Bottling occurs when we attempt to stuff our emotions deep down inside us, as if we can avoid experiencing them by hiding them away. Research shows that trying to minimize or ignore emotions actually requires a lot of effort and could have the opposite effect of amplifying them (Waxer, 1987). Because emotions and thoughts can be processed similarly in our brain, bottling an emotion is a bit like telling yourself not to think about a pink elephant. Ultimately, suppressed emotions will seep out in our interactions with others. 

On the other hand, brooding is looking back on a strong emotional experience and ruminating about, creating a mountain out of a molehill by perseverating ad nauseam. Venting about our emotional experience falls into this category. Although people generally believe they feel better through venting, research shows that this form of brooding makes us feel worse because there is no resolution or forward movement out of the experience (Rose, 2014). 

Feigned happiness is when we try to be more positive and “keep on smiling” (David, 54) despite reality. Presenting a façade of happiness when we are actually in emotional pain or distress is not effectively experiencing and working through our emotions, and, like brooding and bottling it is ultimately self-defeating (David, 59). 

I am not sure why, but David fails to mention a fourth way of managing our emotions—“broadcasting” them for all to see through unrestrained yelling, the silent treatment, revenge and other maladaptive responses that undermine effective teamwork. Ugliness, but not so rare.     

In his book on negotiation, Out of the Chaos, Walker observes, “It’s no exaggeration to say that understanding your emotions and how they influence both your own and others’ behavior is a superpower that can enable you to get what you want” (Walker, 16). Growing up, I suspect all of us wanted to be a superhero. Based on my work coaching teams, I completely agree with Walker that emotional regulation can be a potent superpower for team leaders and other team members. Emotional regulation begins with the ability to fully experience our emotions in the moment, letting them roll over us without judgment or any other active response. As our awareness increases, we can deepen our understanding of them by considering them, pondering them and reflecting on their meaning just like we do with a thought or idea. Now that we have considered the various ineffective ways of engaging with our emotions, in my next article I will discuss the four “movements” of emotional agility and how they can help us gain the superpower of emotional regulation that Walker alludes to. I cannot promise that these emotional agility skills will provide a cape that enables us to fly or a wristband to deflect bullets, but I do think developing emotional agility will help you become a more impactful team member and leader. Most days, that superpower is even more helpful than leaping tall buildings.  

References:

Bushman B. “Does venting anger feed or extinguish the flame? Catharsis, rumination, distraction, anger, and aggressive responding.” Personality and Social Psychology Bulletin 2002;28(6): 724-731.

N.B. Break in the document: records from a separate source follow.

use std::fmt::{Display, Formatter};
use std::sync::atomic::{AtomicUsize, Ordering};

use log::{error, info, warn};
use rocket::{
    fairing::{Fairing, Info, Kind},
    http::StatusClass,
    Data, Orbit, Request, Response, Rocket,
};

use crate::api::API_BASE;
use crate::model::request::{CLIENT_SIGNATURE_HEADER, SERVER_SIGNATURE_HEADER};

/// A unique identifier for a particular request.
#[derive(Debug, Copy, Clone, Eq, PartialEq, Ord, PartialOrd)]
struct RequestId(usize);

impl Display for RequestId {
    fn fmt(&self, f: &mut Formatter<'_>) -> std::fmt::Result {
        write!(f, "{}", self.0)
    }
}

impl RequestId {
    /// Atomically get the next ID. Wraps around to zero after `usize::MAX`.
    fn next() -> RequestId {
        static REQUEST_ID_COUNTER: AtomicUsize = AtomicUsize::new(0);
        RequestId(REQUEST_ID_COUNTER.fetch_add(1, Ordering::Relaxed))
    }
}

/// A rocket fairing that logs every request and response.
///
/// Only the method, path and whether a signature was attached are logged.
/// Bodies and signatures never are.
#[derive(Debug, Copy, Clone)]
pub struct LoggerFairing;

#[rocket::async_trait]
impl Fairing for LoggerFairing {
    fn info(&self) -> Info {
        Info {
            name: "Logger",
            kind: Kind::Liftoff | Kind::Request | Kind::Response | Kind::Shutdown,
        }
    }

    async fn on_liftoff(&self, rocket: &Rocket<Orbit>) {
        let protocol = if rocket.config().tls_enabled() {
            "https"
        } else {
            "http"
        };
        let ip = &rocket.config().address;
        let port = &rocket.config().port;
        info!("VSP API served at {protocol}://{ip}:{port}{API_BASE}");
    }

    async fn on_request(&self, req: &mut Request<'_>, _data: &mut Data<'_>) {
        let id = req.local_cache(RequestId::next);
        let method = req.method();
        let uri = req.uri();
        let signed = if req.headers().contains(CLIENT_SIGNATURE_HEADER) {
            "signed"
        } else {
            "unsigned"
        };
        info!("->req{id} {method} {uri} ({signed})");
    }

    async fn on_response<'r>(&self, req: &'r Request<'_>, res: &mut Response<'r>) {
        let id = req.local_cache(RequestId::next);
        let code = res.status();
        let route = match req.route() {
            Some(r) => match r.name {
                Some(ref name) => format!("{name} ({})", r.uri),
                None => r.uri.to_string(),
            },
            None => "UNKNOWN ROUTE".to_string(),
        };
        let log_msg = format!("<-rsp{id} {code} {route}");
        match code.class() {
            StatusClass::ServerError => error!("{log_msg}"),
            StatusClass::ClientError => warn!("{log_msg}"),
            StatusClass::Success if !res.headers().contains(SERVER_SIGNATURE_HEADER) => {
                warn!("{log_msg} (unsigned)")
            }
            _ => info!("{log_msg}"),
        }
    }

    async fn on_shutdown(&self, _rocket: &Rocket<Orbit>) {
        warn!("Shutdown requested, stopping gracefully...");
    }
}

David S. Emotional Agility: Get Unstruck, Embrace Change, and Thrive in Work and Life. Avery, 2016. 

Rose A et al. “An observational study of co-rumination in adolescent friendships.” Developmental Psychology 2014;50(9): 2199-2209.

Waxer PH. “Nonverbal cues for anxiety: an examination of emotional leakage.” Journal of Abnormal Psychology 1977;86(3): 306-314.

Walker S. Order Out of Chaos. Harvard Business Review Press, 2024.